Once, the couple was on the Missouri River in a canoe when 60-mile-per-hour winds came out of nowhere.

“I was mortified, scared,” she said.

“He got real calm, focused, real clear. I used him as a beacon to tell me what to do. Without him, I wouldn’t have made it.”

“Mark was my warrior,” she added.

An inner connection to something greater than himself made Crumbo O’Neill a “deeply loving,” dedicated, loyal, steward of the wilderness.

He was observant and calm, Lowrie said. He loved his neighbors. He made a point to reach out in small ways.

Lawrence Johnson, CEO of Carl’s Building Supply in Port Hadlock, wrote of his dear friend, “He was the strongest, toughest man I have ever seen! Tender, loving husband … strong, capable man.”

In an email, Chimacum neighbors Helen Shewman and Larry Sammons wrote, “Mark from the beginning got to know everyone on our street and was always reaching out to them to see if he could help in any way. We will miss him terribly and his absence from our neighborhood is a profound loss to all of us.”

“If you were Mark’s friend, you knew it,” Lowrie said. “How do you describe a person so beautiful and so big?”

DRAWN TO NATURE

Recently, Lowrie and her husband purchased 5 acres in Chimacum so Crumbo O’Neill could connect more with nature than he’d felt able to on Marrowstone Island, where the couple lived in a cabin they remodeled together after their marriage in 2012.
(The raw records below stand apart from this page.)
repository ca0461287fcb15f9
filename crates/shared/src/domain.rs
use serde::{Deserialize, Serialize};
use uuid::Uuid;

#[derive(Debug, Clone, Copy, PartialEq, Eq, Hash, Serialize, Deserialize)]
pub struct CaseId(pub i64);

/// Identifier of one conversation entry. Assigned at creation, never reused.
#[derive(Debug, Clone, Copy, PartialEq, Eq, Hash, Serialize, Deserialize)]
pub struct EntryId(pub Uuid);

impl EntryId {
    pub fn new() -> Self {
        Self(Uuid::new_v4())
    }
}

impl Default for EntryId {
    fn default() -> Self {
        Self::new()
    }
}

#[derive(Debug, Clone, Copy, PartialEq, Eq, Serialize, Deserialize)]
#[serde(rename_all = "snake_case")]
pub enum Role {
    User,
    Agent,
    System,
}

/// Which stage of the engine's loop produced a reasoning step.
#[derive(Debug, Clone, Copy, PartialEq, Eq, Serialize, Deserialize)]
#[serde(rename_all = "snake_case")]
pub enum ThoughtPhase {
    Plan,
    Execute,
    Act,
}

/// Analysis mode behind a reasoning step. Informational only; never
/// consulted for control flow.
#[derive(Debug, Clone, Copy, PartialEq, Eq, Serialize, Deserialize)]
#[serde(rename_all = "snake_case")]
pub enum PerceptionStrategy {
    Structural,
    Visual,
}

#[derive(Debug, Clone, Copy, PartialEq, Eq, Serialize, Deserialize)]
#[serde(rename_all = "snake_case")]
pub enum ConnectionState {
    Disconnected,
    Connecting,
    Connected,
}

#[derive(Debug, Clone, Copy, PartialEq, Eq, Serialize, Deserialize)]
#[serde(rename_all = "snake_case")]
pub enum ProcessingStatus {
    Idle,
    Running,
}

/// A viewport profile the engine can emulate.
#[derive(Debug, Clone, Copy, PartialEq, Eq)]
pub struct DevicePreset {
    pub id: &'static str,
    pub label: &'static str,
    pub width: u32,
    pub height: u32,
}

pub const DEFAULT_DEVICE_PRESET: &str = "desktop";

pub const DEVICE_PRESETS: &[DevicePreset] = &[
    DevicePreset {
        id: "desktop",
        label: "Desktop",
        width: 1280,
        height: 800,
    },
    DevicePreset {
        id: "iphone-14-pro",
        label: "iPhone 14 Pro",
        width: 393,
        height: 852,
    },
    DevicePreset {
        id: "half-screen",
        label: "Split Screen",
        width: 900,
        height: 1080,
    },
    DevicePreset {
        id: "pixel-7",
        label: "Pixel 7",
        width: 412,
        height: 915,
    },
    DevicePreset {
        id: "ipad-pro",
        label: "iPad Pro",
        width: 1024,
        height: 1366,
    },
];

pub fn device_preset(id: &str) -> Option<&'static DevicePreset> {
    DEVICE_PRESETS.iter().find(|preset| preset.id == id)
}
“I was actually his son’s teacher in Forks,” she said, when they were married to other partners.

Years later, when they were both single, they bumped into each other in Port Townsend, and the connection was immediate.

Their wedding took place on a remote beach in Canada on Dec. 29, 2012. Their parents and children were hauled in for an intimate ceremony.
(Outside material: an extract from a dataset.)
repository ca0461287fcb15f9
pub mod commands;
pub mod runtime;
“Leave it to Mark to find the perfect spot in winter to get married,” she said, laughing.

Lowrie wore a white sleeveless gown; the sun broke open above them.

It was perfect, she said.

EMBRACED BY FAMILY

Right now, it’s a day at a time, for Lowrie.
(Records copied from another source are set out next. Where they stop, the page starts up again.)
use super::*;
use chrono::Utc;
use shared::{
    domain::{CaseId, PerceptionStrategy, ThoughtPhase},
    protocol::TestCase,
};

fn thought(phase: ThoughtPhase, detail: &str) -> ReasoningStep {
    ReasoningStep {
        phase,
        detail: detail.to_string(),
        strategy: None,
    }
}

fn connected_session() -> Session {
    let mut session = Session::default();
    session.apply_connection(ConnectionState::Connected);
    session
}

#[test]
fn submit_opens_user_entry_and_agent_placeholder() {
    let mut session = connected_session();
    session.submit_user_request("go to example.com").expect("submit");

    let entries = session.log.entries();
    assert_eq!(entries.len(), 2);
    assert_eq!(entries[0].role, Role::User);
    assert_eq!(entries[0].content, "go to example.com");
    assert_eq!(entries[1].role, Role::Agent);
    assert!(entries[1].in_progress);
    assert_eq!(session.processing, ProcessingStatus::Running);
}

#[test]
fn thoughts_then_response_collapse_into_one_closed_entry() {
    let mut session = connected_session();
    session.submit_user_request("log in as admin").expect("submit");

    session.apply_engine_event(EngineEvent::AgentThought(thought(
        ThoughtPhase::Plan,
        "find the login form",
    )));
    session.apply_engine_event(EngineEvent::AgentThought(thought(
        ThoughtPhase::Act,
        "click the submit button",
    )));
    session.apply_engine_event(EngineEvent::Response {
        data: "logged in".to_string(),
    });

    let entries = session.log.entries();
    assert_eq!(entries.len(), 2);
    let agent = &entries[1];
    assert!(!agent.in_progress);
    assert_eq!(agent.content, "logged in");
    assert_eq!(agent.thoughts.len(), 2);
    assert_eq!(agent.thoughts[0].detail, "find the login form");
    assert!(!session.log.has_open_entry());
}

#[test]
fn response_without_open_entry_lands_as_closed_entry() {
    let mut session = connected_session();
    session.apply_engine_event(EngineEvent::Response {
        data: "unsolicited result".to_string(),
    });

    let entries = session.log.entries();
    assert_eq!(entries.len(), 1);
    assert_eq!(entries[0].role, Role::Agent);
    assert!(!entries[0].in_progress);
    assert!(entries[0].thoughts.is_empty());
}

#[test]
fn late_thought_opens_a_new_entry() {
    let mut session = connected_session();
    session.submit_user_request("first task").expect("submit");
    session.apply_engine_event(EngineEvent::Response {
        data: "done".to_string(),
    });

    session.apply_engine_event(EngineEvent::AgentThought(thought(
        ThoughtPhase::Execute,
        "retrying navigation",
    )));

    let entries = session.log.entries();
    assert_eq!(entries.len(), 3);
    assert!(entries[2].in_progress);
    assert_eq!(entries[2].thoughts.len(), 1);
    assert!(session.log.has_open_entry());
}

#[test]
fn disconnect_forces_idle_and_leaves_entry_open() {
    let mut session = connected_session();
    session.submit_user_request("run checkout flow").expect("submit");
    session.apply_engine_event(EngineEvent::AgentThought(thought(
        ThoughtPhase::Plan,
        "open the cart",
    )));

    session.apply_connection(ConnectionState::Disconnected);

    assert_eq!(session.processing, ProcessingStatus::Idle);
    assert!(session.log.has_open_entry());
    assert!(session.log.entries()[1].in_progress);
    assert!(!session.can_submit());
}

#[test]
fn submit_rejected_while_running_leaves_log_untouched() {
    let mut session = connected_session();
    session.submit_user_request("first").expect("submit");

    let err = session.submit_user_request("second").unwrap_err();
    assert_eq!(err, CommandRejected::TaskRunning);
    assert_eq!(session.log.entries().len(), 2);
}

#[test]
fn submit_guards_reject_disconnected_and_blank() {
    let mut session = Session::default();
    assert_eq!(
        session.submit_user_request("anything").unwrap_err(),
        CommandRejected::NotConnected
    );

    session.apply_connection(ConnectionState::Connected);
    assert_eq!(
        session.submit_user_request("   ").unwrap_err(),
        CommandRejected::EmptyRequest
    );
    assert!(session.log.entries().is_empty());
    assert_eq!(session.processing, ProcessingStatus::Idle);
}

#[test]
fn user_prompts_preserve_submission_order() {
    let mut session = connected_session();
    session.submit_user_request("A").expect("submit A");
    session.apply_engine_event(EngineEvent::Response {
        data: "ok".to_string(),
    });
    session.apply_engine_event(EngineEvent::ProcessingState {
        status: ProcessingStatus::Idle,
    });
    session.submit_user_request("B").expect("submit B");

    assert_eq!(session.log.user_prompts(), vec!["A", "B"]);
}

#[test]
fn engine_idle_event_reopens_submission() {
    let mut session = connected_session();
    session.submit_user_request("task").expect("submit");
    assert!(!session.can_submit());

    session.apply_engine_event(EngineEvent::ProcessingState {
        status: ProcessingStatus::Idle,
    });
    assert!(session.can_submit());
}

#[test]
fn snapshot_keeps_only_latest_frame() {
    let mut session = connected_session();
    session.apply_engine_event(EngineEvent::BrowserSnapshot {
        image: "frame-one".to_string(),
    });
    session.apply_engine_event(EngineEvent::BrowserSnapshot {
        image: "frame-two".to_string(),
    });

    let frame = session.latest_snapshot.as_ref().expect("snapshot");
    assert_eq!(frame.image_b64, "frame-two");
    assert_eq!(session.snapshot_revision, 2);
}

#[test]
fn device_preset_changes_only_on_engine_ack() {
    let mut session = connected_session();
    session.pending_preset = Some("iphone-14-pro".to_string());
    assert_eq!(session.device_preset, "desktop");

    let notice = session.apply_engine_event(EngineEvent::ConfigUpdated {
        preset: "iphone-14-pro".to_string(),
    });
    assert_eq!(session.device_preset, "iphone-14-pro");
    assert!(session.pending_preset.is_none());
    assert!(notice.expect("notice").contains("iphone-14-pro"));
}

#[test]
fn submission_failure_rolls_back_and_annotates_placeholder() {
    let mut session = connected_session();
    session.submit_user_request("task").expect("submit");

    session.submission_failed("not connected to the engine");

    assert_eq!(session.processing, ProcessingStatus::Idle);
    assert!(!session.log.has_open_entry());
    let agent = &session.log.entries()[1];
    assert!(agent.content.contains("not connected to the engine"));
}

#[test]
fn strategy_tagged_thoughts_are_preserved() {
    let mut session = connected_session();
    session.submit_user_request("inspect the page").expect("submit");
    session.apply_engine_event(EngineEvent::AgentThought(ReasoningStep {
        phase: ThoughtPhase::Execute,
        detail: "falling back to screenshot analysis".to_string(),
        strategy: Some(PerceptionStrategy::Visual),
    }));

    let agent = &session.log.entries()[1];
    assert_eq!(agent.thoughts[0].strategy, Some(PerceptionStrategy::Visual));
}

#[test]
fn cases_list_replaces_library_and_save_emits_notice() {
    let mut session = connected_session();
    let notice = session.apply_engine_event(EngineEvent::SaveCaseSuccess {
        name: "checkout flow".to_string(),
        id: Some(CaseId(3)),
    });
    assert!(notice.expect("notice").contains("checkout flow"));

    session.apply_engine_event(EngineEvent::CasesList(vec![TestCase {
        id: CaseId(3),
        name: "checkout flow".to_string(),
        description: String::new(),
        prompts: vec!["add to cart".to_string()],
        created_at: Utc::now(),
    }]));
    assert_eq!(session.cases.len(), 1);
    assert_eq!(session.cases[0].name, "checkout flow");
}

#[test]
fn replay_claims_processing_like_a_submission() {
    let mut session = connected_session();
    session.begin_replay().expect("replay");
    assert_eq!(session.processing, ProcessingStatus::Running);
    assert!(!session.can_submit());
    assert_eq!(
        session.submit_user_request("another task").unwrap_err(),
        CommandRejected::TaskRunning
    );
    assert_eq!(session.begin_replay().unwrap_err(), CommandRejected::TaskRunning);

    session.submission_failed("engine link is not connected");
    assert_eq!(session.processing, ProcessingStatus::Idle);
}

#[test]
fn replay_rejected_while_disconnected() {
    let mut session = Session::default();
    assert_eq!(
        session.begin_replay().unwrap_err(),
        CommandRejected::NotConnected
    );
    assert_eq!(session.processing, ProcessingStatus::Idle);
}

#[test]
fn report_generated_yields_status_notice() {
    let mut session = connected_session();
    let notice = session.apply_engine_event(EngineEvent::ReportGenerated);
    assert!(notice.is_some());
}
“Trying to breathe, loving my family,” she said, “seeing the precious moments, letting go of the things that are not important.”

She’s taking leave from Chimacum Elementary School, where she works as a fifth-grade teacher. Her two daughters, Brynne Kosjerina and Megan Gambill, from her previous marriage, are a comfort. And a
2-year-old grandson and the promise of a baby on the way, helps.

“There is present joy wrapping around me,” she said.

The Lutheran Church of the Redeemer in Chimacum is her church family, and the pastor and congregation have offered prayers and support.

As of Monday, Sept. 27, Lowrie was headed to Yellowstone to  bring her husband’s ashes home. When she returns, she already knows what she’ll do.

“His goal when he got back was to catalogue the trees,” she said, adding that he’d intended to document every tree on their acreage. “He loved his trees,” she said. “I’m going to carry that out.”

“I’m going to sit with him, and walk around his trees,” she said with surety.

“I loved my husband,” she wrote in a follow-up email. “I would never tell Mark that he couldn’t do something.  To do so would [be] to cage his beauty and purpose.”

Lowrie penned a story about how her husband had once jumped into a whirlpool, a thought that terrified her.

But his response was, “You relax. Let the water carry you. Accept it. It took me down and carried me out.”  

“I hold that vision of Mark as I come to terms with his last moments,” she wrote.

“From some details I have been given, I know in my heart that he was trying to get back to us. I love him for that. I wanted that. However, it was not to be.

“My hope is that he ‘relaxed, accepted it’ and let the water that he was one with carry him home into God’s arms. I will see him again.”